I didn't know Mrs. Hase very well. She was a petite blonde, pretty that I remember. She worked for years at the Paris Hotel, a men's hotel in downtown Munising. Mrs. Hase always seemed to have those menial jobs that people take to get along. Mr. Hase worked construction that I recall and of course was not employed all of the time. In their early years Joe would be around in the summer, then Mr. & Mrs. Hase would move to Detroit where Joe's dad would find employment to carry through the winter. Around the 7th grade the Hase family moved back to Munising to take up residence with Grandma Hase (Blanche) until Joe and I graduated from high school. I think they lived there until Grandma Hase passed away, Billy passed away, and then I don't know where Elaine and Misty lived.

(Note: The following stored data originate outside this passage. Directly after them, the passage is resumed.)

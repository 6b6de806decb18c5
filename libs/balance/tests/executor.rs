//! Execution scheduler behavior against a scripted backend.

mod common;

use std::time::Duration;

use common::{migration, MockCluster};
use proptest::prelude::*;
use pvebal_balance::{ExecuteError, Executor, ExecutorConfig, Migration};
use tokio::sync::watch;

fn executor(wait: bool) -> Executor {
    Executor::new(ExecutorConfig {
        poll_interval: Duration::from_millis(1),
        stall_timeout: Some(Duration::from_secs(5)),
        wait,
    })
}

fn chain() -> Vec<Migration> {
    vec![
        migration("1", "a", "b"),
        migration("2", "a", "c"),
        migration("3", "c", "d"),
        migration("4", "b", "d"),
    ]
}

#[tokio::test]
async fn test_blocked_migrations_are_deferred() {
    let backend = MockCluster::new(vec![]);
    let (_shutdown_tx, mut shutdown) = watch::channel(false);

    let report = executor(false)
        .execute(&chain(), &backend, &mut shutdown)
        .await
        .unwrap();

    assert_eq!(backend.submitted_vms(), vec!["1", "3", "2", "4"]);
    assert!(backend.violations().is_empty());
    assert_eq!(report.submitted, 4);
    assert_eq!(backend.polls(), 2);

    // Without wait, the last two are still running.
    let in_flight: Vec<String> = report.in_flight.iter().map(|m| m.vm.id.to_string()).collect();
    assert_eq!(in_flight, vec!["2", "4"]);
    assert_eq!(report.succeeded.len(), 2);
}

#[tokio::test]
async fn test_wait_drains_all_tasks() {
    let backend = MockCluster::new(vec![]);
    let (_shutdown_tx, mut shutdown) = watch::channel(false);

    let report = executor(true)
        .execute(&chain(), &backend, &mut shutdown)
        .await
        .unwrap();

    assert!(report.in_flight.is_empty());
    assert_eq!(report.succeeded.len(), 4);
    assert!(report.failed.is_empty());
    assert_eq!(backend.polls(), 4);
}

#[tokio::test]
async fn test_independent_migrations_run_concurrently() {
    let backend = MockCluster::new(vec![]);
    let (_shutdown_tx, mut shutdown) = watch::channel(false);
    let plan = vec![
        migration("1", "a", "b"),
        migration("2", "c", "d"),
        migration("3", "e", "f"),
    ];

    let report = executor(false)
        .execute(&plan, &backend, &mut shutdown)
        .await
        .unwrap();

    assert_eq!(report.submitted, 3);
    assert_eq!(backend.max_concurrent(), 3);
    assert_eq!(backend.polls(), 0);
}

#[tokio::test]
async fn test_empty_plan_submits_nothing() {
    let backend = MockCluster::new(vec![]);
    let (_shutdown_tx, mut shutdown) = watch::channel(false);

    let report = executor(true)
        .execute(&[], &backend, &mut shutdown)
        .await
        .unwrap();

    assert_eq!(report.submitted, 0);
    assert!(backend.submitted().is_empty());
    assert_eq!(backend.polls(), 0);
}

#[tokio::test]
async fn test_failed_migration_is_reported_not_retried() {
    let backend = MockCluster::new(vec![]).failing("1");
    let (_shutdown_tx, mut shutdown) = watch::channel(false);

    let report = executor(true)
        .execute(&chain(), &backend, &mut shutdown)
        .await
        .unwrap();

    assert_eq!(report.submitted, 4);
    assert_eq!(report.failed.len(), 1);
    assert_eq!(report.failed[0].migration.vm.id.as_str(), "1");
    assert_eq!(report.succeeded.len(), 3);
    assert_eq!(backend.submitted().len(), 4);
}

#[tokio::test]
async fn test_stalled_backend_times_out() {
    let backend = MockCluster::new(vec![]).finishing(0);
    let (_shutdown_tx, mut shutdown) = watch::channel(false);
    let executor = Executor::new(ExecutorConfig {
        poll_interval: Duration::from_millis(5),
        stall_timeout: Some(Duration::from_millis(30)),
        wait: false,
    });

    let err = executor
        .execute(&chain(), &backend, &mut shutdown)
        .await
        .unwrap_err();

    match err {
        ExecuteError::Stalled { elapsed, in_flight } => {
            assert!(elapsed >= Duration::from_millis(30));
            assert_eq!(in_flight, 2);
        }
        other => panic!("expected stall, got {other:?}"),
    }
}

#[tokio::test]
async fn test_shutdown_before_start_cancels() {
    let backend = MockCluster::new(vec![]);
    let (shutdown_tx, mut shutdown) = watch::channel(false);
    shutdown_tx.send(true).unwrap();

    let err = executor(false)
        .execute(&chain(), &backend, &mut shutdown)
        .await
        .unwrap_err();

    assert!(matches!(
        err,
        ExecuteError::Cancelled {
            pending: 4,
            in_flight: 0
        }
    ));
    assert!(backend.submitted().is_empty());
}

#[tokio::test]
async fn test_shutdown_interrupts_wait() {
    let backend = MockCluster::new(vec![]).finishing(0);
    let (shutdown_tx, mut shutdown) = watch::channel(false);
    let executor = Executor::new(ExecutorConfig {
        poll_interval: Duration::from_secs(60),
        stall_timeout: None,
        wait: false,
    });
    let plan = vec![migration("1", "a", "b"), migration("2", "b", "c")];

    tokio::spawn(async move {
        tokio::time::sleep(Duration::from_millis(20)).await;
        let _ = shutdown_tx.send(true);
    });

    let err = tokio::time::timeout(
        Duration::from_secs(5),
        executor.execute(&plan, &backend, &mut shutdown),
    )
    .await
    .expect("shutdown did not interrupt the wait")
    .unwrap_err();

    assert!(matches!(
        err,
        ExecuteError::Cancelled {
            pending: 1,
            in_flight: 1
        }
    ));
}

fn arb_plan() -> impl Strategy<Value = Vec<Migration>> {
    prop::collection::vec((0usize..5, 1usize..5), 0..16).prop_map(|moves| {
        moves
            .into_iter()
            .enumerate()
            .map(|(vm, (source, offset))| {
                let target = (source + offset) % 5;
                migration(
                    &vm.to_string(),
                    &format!("host{source}"),
                    &format!("host{target}"),
                )
            })
            .collect()
    })
}

proptest! {
    #[test]
    fn prop_hosts_never_shared_between_running_tasks(
        plan in arb_plan(),
        finish_per_poll in 1usize..3,
    ) {
        let runtime = tokio::runtime::Builder::new_current_thread()
            .enable_time()
            .build()
            .unwrap();
        let backend = MockCluster::new(vec![]).finishing(finish_per_poll);

        let report = runtime.block_on(async {
            let (_shutdown_tx, mut shutdown) = watch::channel(false);
            executor(true).execute(&plan, &backend, &mut shutdown).await
        }).unwrap();

        prop_assert!(backend.violations().is_empty(), "{:?}", backend.violations());
        prop_assert_eq!(report.submitted, plan.len());
        prop_assert_eq!(report.succeeded.len(), plan.len());
        prop_assert!(report.in_flight.is_empty());
    }
}
//! One balance run: snapshot, plan, execute.

use async_trait::async_trait;
use serde::Serialize;
use tokio::sync::watch;
use tracing::{debug, info, instrument, warn};

use crate::error::{BackendError, BalanceError, BalanceResult};
use crate::executor::{ExecutionReport, Executor, ExecutorConfig, MigrationBackend};
use crate::model::{ExcludeSet, Host};
use crate::planner::{Plan, Planner, DEFAULT_THRESHOLD};

/// A cluster that can be inspected and can migrate VMs.
#[async_trait]
pub trait Cluster: MigrationBackend {
    /// Hosts with their running VMs. Stopped VMs must not be included.
    async fn snapshot(&self) -> Result<Vec<Host>, BackendError>;
}

/// Options for a balance run.
#[derive(Debug, Clone)]
pub struct BalanceOptions {
    /// Hosts to drain.
    pub exclude: ExcludeSet,

    /// Convergence tolerance in bytes.
    pub threshold: u64,

    /// Only plan; never submit migrations.
    pub dry: bool,

    pub executor: ExecutorConfig,
}

impl Default for BalanceOptions {
    fn default() -> Self {
        Self {
            exclude: ExcludeSet::none(),
            threshold: DEFAULT_THRESHOLD,
            dry: false,
            executor: ExecutorConfig::default(),
        }
    }
}

/// Outcome of a balance run.
#[derive(Debug, Clone, Serialize)]
pub struct BalanceReport {
    pub plan: Plan,

    /// `None` in dry mode.
    pub execution: Option<ExecutionReport>,
}

pub struct Balancer {
    options: BalanceOptions,
}

impl Balancer {
    pub fn new(options: BalanceOptions) -> Self {
        Self { options }
    }

    pub fn options(&self) -> &BalanceOptions {
        &self.options
    }

    /// Read a fresh snapshot from `cluster`, plan, and unless in dry mode
    /// carry out the plan.
    #[instrument(skip_all, fields(dry = self.options.dry))]
    pub async fn run<C>(
        &self,
        cluster: &C,
        mut shutdown: watch::Receiver<bool>,
    ) -> BalanceResult<BalanceReport>
    where
        C: Cluster + ?Sized,
    {
        debug!("Reading cluster snapshot");
        let hosts = cluster.snapshot().await.map_err(BalanceError::Snapshot)?;
        debug!(hosts = hosts.len(), "Cluster snapshot read");

        for name in self.options.exclude.iter() {
            if !hosts.iter().any(|host| &host.name == name) {
                warn!(host = %name, "Excluded host is not part of the cluster");
            }
        }

        debug!("Starting to calculate migrations");
        let plan = Planner::new(self.options.threshold).plan(&hosts, &self.options.exclude)?;

        if self.options.dry {
            info!(migrations = plan.len(), "Terminating due to dry mode");
            return Ok(BalanceReport {
                plan,
                execution: None,
            });
        }

        if plan.is_empty() {
            info!("Nothing to migrate");
        }

        let execution = Executor::new(self.options.executor.clone())
            .execute(&plan.migrations, cluster, &mut shutdown)
            .await?;

        info!(
            submitted = execution.submitted,
            succeeded = execution.succeeded.len(),
            failed = execution.failed.len(),
            in_flight = execution.in_flight.len(),
            "Balance run complete"
        );

        Ok(BalanceReport {
            plan,
            execution: Some(execution),
        })
    }
}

Mrs. Hase always was friendly to me. She always spoke but we never carried on much of a conversation. I was never in the Hase home, the living conditions were probably crowded and with Billy around most of the time that would never work out. I remember when Joe and I were in the 8th grade we were going to lift weights to build ourselves up for football. He found some weights and a bar and we lifted weights in the basement of Grandma Hase's home. It was a dirt floor and I was tall enough that when I did an overhead lift I hit the floor joists above my head. That cause Grandma Hase to rush out the back door to see what was making such a racket. I don't remember being yelled at, just told to take care.
My Dad used to tell me that Joe's grandpa was the town clerk, or some such position years ago in Munising. I don't remember the exact title, but he had passed and for all the years Joey and I lived near each other he was gone.

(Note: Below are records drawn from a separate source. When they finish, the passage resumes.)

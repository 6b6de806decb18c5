//! pve-balance - Balance VMs in a Proxmox Virtual Environment cluster.

use anyhow::{Context, Result};
use clap::Parser;
use tokio::sync::watch;
use tracing::level_filters::LevelFilter;
use tracing::{info, warn};
use tracing_subscriber::{layer::SubscriberExt, util::SubscriberInitExt, EnvFilter};

use pve_balance::backend::ProxmoxCluster;
use pve_balance::cli::{parse_log_level, Cli};
use pve_balance::client::ProxmoxClient;
use pve_balance::config::{Config, LogFormat};
use pve_balance::error::{self, CliError};
use pve_balance::output;
use pvebal_balance::{BalanceOptions, Balancer};

#[tokio::main]
async fn main() -> Result<()> {
    let cli = Cli::parse();

    if let Err(e) = run(cli).await {
        error::print_error(&e);
        std::process::exit(1);
    }

    Ok(())
}

async fn run(cli: Cli) -> Result<()> {
    let (config, config_path) = Config::load(cli.config.as_deref())?;
    init_tracing(&cli, &config)?;

    info!(path = %config_path.display(), "Configuration loaded");

    let credentials = config.pve.credentials()?;
    let api_url = config.pve.api_url(&cli.host);
    let client = ProxmoxClient::connect(&api_url, &credentials, config.pve.verify_ssl)
        .await
        .with_context(|| format!("Failed to connect to {}", api_url))?;
    let cluster = ProxmoxCluster::new(client);

    let options = BalanceOptions {
        exclude: cli.exclude.iter().cloned().collect(),
        threshold: cli.threshold.unwrap_or(config.balance.threshold),
        dry: cli.dry,
        executor: config.balance.executor_config(cli.wait),
    };

    // Create shutdown channel
    let (shutdown_tx, shutdown_rx) = watch::channel(false);
    tokio::spawn(async move {
        if tokio::signal::ctrl_c().await.is_ok() {
            warn!("Received Ctrl+C, no further migrations will be started");
            let _ = shutdown_tx.send(true);
        }
    });

    let report = Balancer::new(options).run(&cluster, shutdown_rx).await?;
    output::print_report(&report, cli.format);

    if let Some(execution) = &report.execution {
        if !execution.failed.is_empty() {
            return Err(CliError::MigrationsFailed {
                count: execution.failed.len(),
            }
            .into());
        }
    }

    Ok(())
}

/// `RUST_LOG` wins over `--loglevel`, which wins over the config file.
fn init_tracing(cli: &Cli, config: &Config) -> Result<()> {
    let level = match (cli.loglevel, config.log.level.as_deref()) {
        (Some(level), _) => level,
        (None, Some(level)) => parse_log_level(level)
            .map_err(|e| CliError::config(format!("[log] level: {e}")))?,
        (None, None) => LevelFilter::INFO,
    };

    let filter = EnvFilter::try_from_default_env().unwrap_or_else(|_| level.to_string().into());
    let (json, text) = match config.log.format {
        LogFormat::Json => (
            Some(tracing_subscriber::fmt::layer().json().with_writer(std::io::stderr)),
            None,
        ),
        LogFormat::Text => (
            None,
            Some(tracing_subscriber::fmt::layer().with_writer(std::io::stderr)),
        ),
    };

    tracing_subscriber::registry()
        .with(filter)
        .with(json)
        .with(text)
        .init();

    Ok(())
}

It was a difficult life for my friend Joe. His family was not ambitious by the usual definition. Misty was content to be a laborer, I do not even know if Joe's mom and dad graduated high school. Billy was a bum, he might've taken odd jobs but I don't know what he did. Grandma Hase was a good woman, but she had a daughter that was a real hellion. I don't remember her name right now, but she was a town slut, drinking and partying. She might have married one time, but I don't think it lasted. Every once and a while she would show up at the Hase home and I seem to recall upset and yelling, I suppose as Mother Hase would chastise her daughter's behavior.
Joe made something of himself. He was the first Hase of that family to go to college. He ended up teaching in Munising for years and retired a couple of years ago. His wife Barb is the Superintendent of the Munising Public Schools and will be retiring in a few years. Joe was a neighborhood leader, he was always organizing the neighborhood kids into basketball teams, football teams, or baseball teams. He and I concocted all kinds of tournaments, leagues, and provided the only form of organized sports in our area. Joe went on to be a coach in several sports at Munising, last being the golf coach. Joe is a truly good man, from a background that I simply do not know much about, but I believe to be pretty dismal.
However, Joe loved his parents. He and Misty always had a fishing/camping trip every summer. It was in the Munising area, but it was a time the two of them spent in the woods fishing and being together. He provided care for Mrs. Hase in her declining years and it cost him money he could use in retirement, but other than talk about it he did his duty to his folks.
Joe now has no living parents. This is a strange period of time. My folks have been gone now for 13 years. My mother 38, my dad 13. When they are living you can pick up the phone and talk to them. It is as though they are a buffer between you and growing old. As long as they are alive, there is someone you are close to still living, so you will still be living. When they are gone, it is like an anchor or core disappeared. Now you are really on your own. There is no more buffer in the aging process, you now go it alone. Well not really, your wife is around, but this is blood, this is famiy. I love my wife dearly, she is my family along with my children, but she isn't blood. There is a different feeling about life when you finally have no Aunts, Uncles or parents. It isn't sad, it is just different.